Dim $www = URLGetSource($sURL)
ConsoleWrite($www & @CRLF)


Func URLGetSource($URL)

    $URL = StringRegExpReplace($URL, '\A(http://|https://)(.*?)/?\Z', '$2') ; dropping http// https// if are there e.g. will return www.autoitscript.com/forum/index.php?showforum=9 for us
    
    TCPStartup() ; initializing service
    
    Local $dom = StringRegExpReplace($URL, '\A(.*?)/.*', '$1') ; this part is domain name (www.autoitscript.com)
    Local $ip = TCPNameToIP($dom) ; will need this to connect to server
    If $ip = "" Then Return -1
    Local $get = StringRegExpReplace($URL, '\A(.*?)/(.*)', '$2') ; we want this (forum/index.php?showforum=9)
    If $get = $dom Then $get = '' ; in case requiring main page
    
    Local $header = 'GET /' & $get & ' HTTP/1.1' & @CRLF _
             & 'User-Agent: Test' & @CRLF _
             & 'Host: 127.0.0.1' & @CRLF & @LF ; something about us and what we want  ending with @CRLF & @LF

    Local $socket = TCPConnect($ip, 80) ; connecting to server
    If $socket = -1 Then Return -2 ; will not check any more errors from here on (you do it :P)
    
    TCPSend($socket, $header) ; sending request
    ConsoleWrite('...waiting for the response...' & @CRLF)
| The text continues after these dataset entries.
//! # Rapport
//!
//! Social-graph backend concepts built on a keyed state store: a friendship
//! workflow engine (request, accept, reject, remove), per-subject vote
//! tracking, deadlines, threads, and time-boxed resource allocation with
//! cancellable auto-release.
//!
//! ## Quick Start
//!
//! ```rust
//! use rapport::prelude::*;
//!
//! #[tokio::main]
//! async fn main() -> Result<()> {
//!     // In-memory stores, nothing touches disk
//!     let rapport = Rapport::new(ConfigBuilder::testing().build()?).await?;
//!
//!     let alice = rapport.directory().register("alice").await?;
//!     let bob = rapport.directory().register("bob").await?;
//!
//!     rapport.friendships().send_request(alice.id, bob.id).await?;
//!     rapport.friendships().accept_request(alice.id, bob.id).await?;
//!
//!     assert!(rapport.friendships().are_friends(alice.id, bob.id).await?);
//!     Ok(())
//! }
//! ```
//!
//! ## Architecture
//!
//! - **storage**: the `KeyedStore` abstraction every concept is built on,
//!   with in-memory and embedded SurrealDB backends
//! - **friendship**: the request/accept/reject/remove state machine
//! - **votes**, **deadlines**, **threads**, **allocator**: independent
//!   concepts keyed by opaque subject identifiers
//! - **directory**: username to identifier resolution
//!
//! The crate performs no authentication; callers resolve identities before
//! invoking a concept.

pub mod allocator;
pub mod config;
pub mod deadlines;
pub mod directory;
pub mod friendship;
pub mod logging;
pub mod models;
pub mod services;
pub mod storage;
pub mod threads;
pub mod votes;

pub use services::Rapport;

/// The prelude re-exports commonly used types for convenience
pub mod prelude {
    pub use crate::services::Rapport;

    // Re-export core initialization functions
    pub use crate::{init, init_with_defaults};

    // Re-export config types
    pub use crate::config::{
        AllocatorConfig, ConfigBuilder, FriendshipConfig, LogLevel, RapportConfig,
        ReverseRequestPolicy, StorageBackend, StorageConfig,
    };

    // Re-export identifiers
    pub use crate::models::{SubjectId, ThreadId, UserId};

    // Re-export concepts
    pub use crate::allocator::{Allocation, AllocationError, TimeBoxedAllocator};
    pub use crate::deadlines::{DeadlineStatus, DeadlineTracker};
    pub use crate::directory::{DirectoryError, StoreUserDirectory, UserDirectory, UserProfile};
    pub use crate::friendship::{
        FriendRequest, Friendship, FriendshipError, RelationshipEngine, RelationshipStatus,
        SendOutcome,
    };
    pub use crate::threads::{LinkOutcome, ThreadError, ThreadHead, ThreadLink, ThreadTracker};
    pub use crate::votes::{VoteChoice, VoteTally, VoteTracker};

    // Re-export storage types for advanced usage
    pub use crate::storage::{InMemoryStore, KeyedStore, Record, RecordFilter, StorageError};

    // Re-export essential result type
    pub use crate::{RapportError, Result};
}

/// Current library version
pub const VERSION: &str = env!("CARGO_PKG_VERSION");

/// Error type for Rapport operations
#[derive(Debug, thiserror::Error)]
pub enum RapportError {
    /// Error during storage operations
    #[error("Storage error: {0}")]
    Storage(#[from] storage::StorageError),

    /// Configuration error
    #[error("Configuration error: {0}")]
    Configuration(String),

    /// Logging error
    #[error("Logging error: {0}")]
    Logging(#[from] crate::logging::LogError),

    /// Friendship workflow errors
    #[error(transparent)]
    Friendship(#[from] friendship::FriendshipError),

    /// Allocation errors
    #[error(transparent)]
    Allocation(#[from] allocator::AllocationError),

    /// Thread errors
    #[error(transparent)]
    Thread(#[from] threads::ThreadError),

    /// User directory errors
    #[error(transparent)]
    Directory(#[from] directory::DirectoryError),

    /// Other unclassified errors
    #[error("{0}")]
    Other(String),
}

impl From<crate::config::ConfigError> for RapportError {
    fn from(err: crate::config::ConfigError) -> Self {
        RapportError::Configuration(err.to_string())
    }
}

/// Result type for Rapport operations
pub type Result<T> = std::result::Result<T, RapportError>;

/// Initialize Rapport with default configuration
///
/// # Examples
///
/// ```rust,no_run
/// use rapport::prelude::*;
///
/// async fn example() -> Result<()> {
///     let rapport = init_with_defaults().await?;
///     let users = rapport.directory().list_users().await?;
///     println!("{} users registered", users.len());
///     Ok(())
/// }
/// ```
pub async fn init_with_defaults() -> Result<Rapport> {
    let config = config::ConfigBuilder::defaults().build()?;
    init(config).await
}

/// Initialize Rapport with the provided configuration
///
/// Sets up logging, opens the configured storage backend and re-arms release
/// timers for allocations persisted by a previous run.
pub async fn init(config: config::RapportConfig) -> Result<Rapport> {
    // Ignore errors if tracing is already initialized
    let _ = logging::init(&config.logging);

    Rapport::new(config).await
}
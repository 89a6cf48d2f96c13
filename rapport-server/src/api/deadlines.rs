//! Deadline endpoints

use std::sync::Arc;

use axum::{
    Json as JsonExtractor,
    extract::{Path, State},
    http::StatusCode,
    response::Json,
};
use rapport::models::SubjectId;

use crate::{
    api::dto::{DeadlineDto, SetDeadlineRequest},
    error::ServerResult,
    state::AppState,
};

/// Deadline status of a subject
#[utoipa::path(
    get,
    path = "/api/deadlines/{subject}",
    tag = "deadlines",
    params(("subject" = String, Path, description = "Subject identifier")),
    responses(
        (status = 200, description = "Deadline and its status", body = DeadlineDto),
    )
)]
pub async fn get_deadline(
    State(state): State<Arc<AppState>>,
    Path(subject): Path<String>,
) -> ServerResult<Json<DeadlineDto>> {
    let id = SubjectId::from(subject.as_str());
    let deadlines = state.rapport.deadlines();
    let deadline = deadlines.get_deadline(&id).await?;
    let status = deadlines.status(&id).await?;
    Ok(Json(DeadlineDto::new(&subject, deadline, status)))
}

/// Set or replace the deadline of a subject
#[utoipa::path(
    put,
    path = "/api/deadlines/{subject}",
    tag = "deadlines",
    params(("subject" = String, Path, description = "Subject identifier")),
    request_body = SetDeadlineRequest,
    responses(
        (status = 200, description = "Deadline set", body = DeadlineDto),
    )
)]
pub async fn set_deadline(
    State(state): State<Arc<AppState>>,
    Path(subject): Path<String>,
    JsonExtractor(request): JsonExtractor<SetDeadlineRequest>,
) -> ServerResult<Json<DeadlineDto>> {
    let id = SubjectId::from(subject.as_str());
    let deadlines = state.rapport.deadlines();
    deadlines.set_deadline(&id, request.deadline).await?;
    let status = deadlines.status(&id).await?;
    Ok(Json(DeadlineDto::new(&subject, Some(request.deadline), status)))
}

/// Clear the deadline of a subject
#[utoipa::path(
    delete,
    path = "/api/deadlines/{subject}",
    tag = "deadlines",
    params(("subject" = String, Path, description = "Subject identifier")),
    responses(
        (status = 204, description = "Deadline cleared, or there was none"),
    )
)]
pub async fn clear_deadline(
    State(state): State<Arc<AppState>>,
    Path(subject): Path<String>,
) -> ServerResult<StatusCode> {
    state
        .rapport
        .deadlines()
        .clear_deadline(&SubjectId::from(subject))
        .await?;
    Ok(StatusCode::NO_CONTENT)
}
//! Configuration structures for storage backends

use serde::{Deserialize, Serialize};
use std::path::{Path, PathBuf};

use crate::storage::errors::StorageError;

/// SurrealDB configuration
#[derive(Debug, Clone, Serialize, Deserialize, PartialEq, Eq)]
#[serde(default)]
pub struct SurrealDBConfig {
    /// SurrealDB engine type
    pub engine: SurrealDBEngine,

    /// On-disk location for embedded engines, relative paths resolve
    /// against the storage data directory
    pub connection: String,

    /// Namespace
    pub namespace: String,

    /// Database name
    pub database: String,
}

/// SurrealDB engine types
#[derive(Debug, Clone, Copy, Serialize, Deserialize, PartialEq, Eq)]
#[serde(rename_all = "lowercase")]
pub enum SurrealDBEngine {
    /// In-memory storage (for testing)
    Memory,
    /// RocksDB on-disk storage (embedded)
    RocksDB,
}

impl Default for SurrealDBConfig {
    fn default() -> Self {
        Self {
            engine: SurrealDBEngine::Memory,
            connection: "rapport.db".to_string(),
            namespace: "rapport".to_string(),
            database: "main".to_string(),
        }
    }
}

impl SurrealDBConfig {
    /// Resolve the on-disk path for embedded engines
    pub fn resolve_path(&self, data_dir: &Path) -> PathBuf {
        let connection = PathBuf::from(&self.connection);
        if connection.is_absolute() {
            connection
        } else {
            data_dir.join(connection)
        }
    }

    pub fn validate(&self) -> Result<(), StorageError> {
        if self.namespace.trim().is_empty() {
            return Err(StorageError::Configuration(
                "SurrealDB namespace cannot be empty".to_string(),
            ));
        }
        if self.database.trim().is_empty() {
            return Err(StorageError::Configuration(
                "SurrealDB database cannot be empty".to_string(),
            ));
        }
        if self.engine == SurrealDBEngine::RocksDB && self.connection.trim().is_empty() {
            return Err(StorageError::Configuration(
                "RocksDB engine requires a connection path".to_string(),
            ));
        }
        Ok(())
    }
}

#[cfg(test)]
mod tests {
    use super::*;

    #[test]
    fn test_relative_paths_resolve_against_data_dir() {
        let config = SurrealDBConfig::default();
        assert_eq!(
            config.resolve_path(Path::new("/var/lib/rapport")),
            PathBuf::from("/var/lib/rapport/rapport.db")
        );
    }

    #[test]
    fn test_validate_requires_namespace() {
        let config = SurrealDBConfig {
            namespace: String::new(),
            ..Default::default()
        };
        assert!(config.validate().is_err());
        assert!(SurrealDBConfig::default().validate().is_ok());
    }
}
    Local $rcv, $out, $x, $sw, $r, $lenght
    
    While 1
        
        If $rcv <> '' Then
            If $x <> 1 Then
                ConsoleWrite('Receiving data' & @CRLF & @CRLF)
                $lenght = Number(StringRegExpReplace($rcv, '(?s)(.*?)Content-Length: (\d+)(.*)', '$2') + StringLen(StringLeft($rcv, StringInStr($rcv, @CRLF & @CRLF))) + 3)
            EndIf
            $x = 1
        EndIf
        
        $rcv = TCPRecv($socket, 1024) ; receiving data from server
        
        $out &= $rcv ; adding to what we already have
        
        If $x = 1 Then
            If $rcv = '' Then
                $sw += 1
                If $sw = 10000 Then ExitLoop ; sometimes there is no end, so we'll have to end it
            Else
                $sw = 0
            EndIf
        EndIf
        
        If $lenght <> 0 Then
            If StringLen($out) = $lenght Then ; some servers are done when they send ammount of data that they previously declared
                ExitLoop
            EndIf
        EndIf
        
        If StringRight($rcv, 5) = 0 & @CRLF & @CRLF Then ; some servers will end with this
            ExitLoop
        EndIf
        
    WEnd
    
    TCPCloseSocket($socket) ; closing socket
    TCPShutdown() ; stopping service
    
    Return $out
    
EndFunc

Header will be there too.


♡♡♡

.

eMyvnE

Share this post


Link to post
Share on other sites



Nice, very barebones. The question is does it run faster than the already established functions?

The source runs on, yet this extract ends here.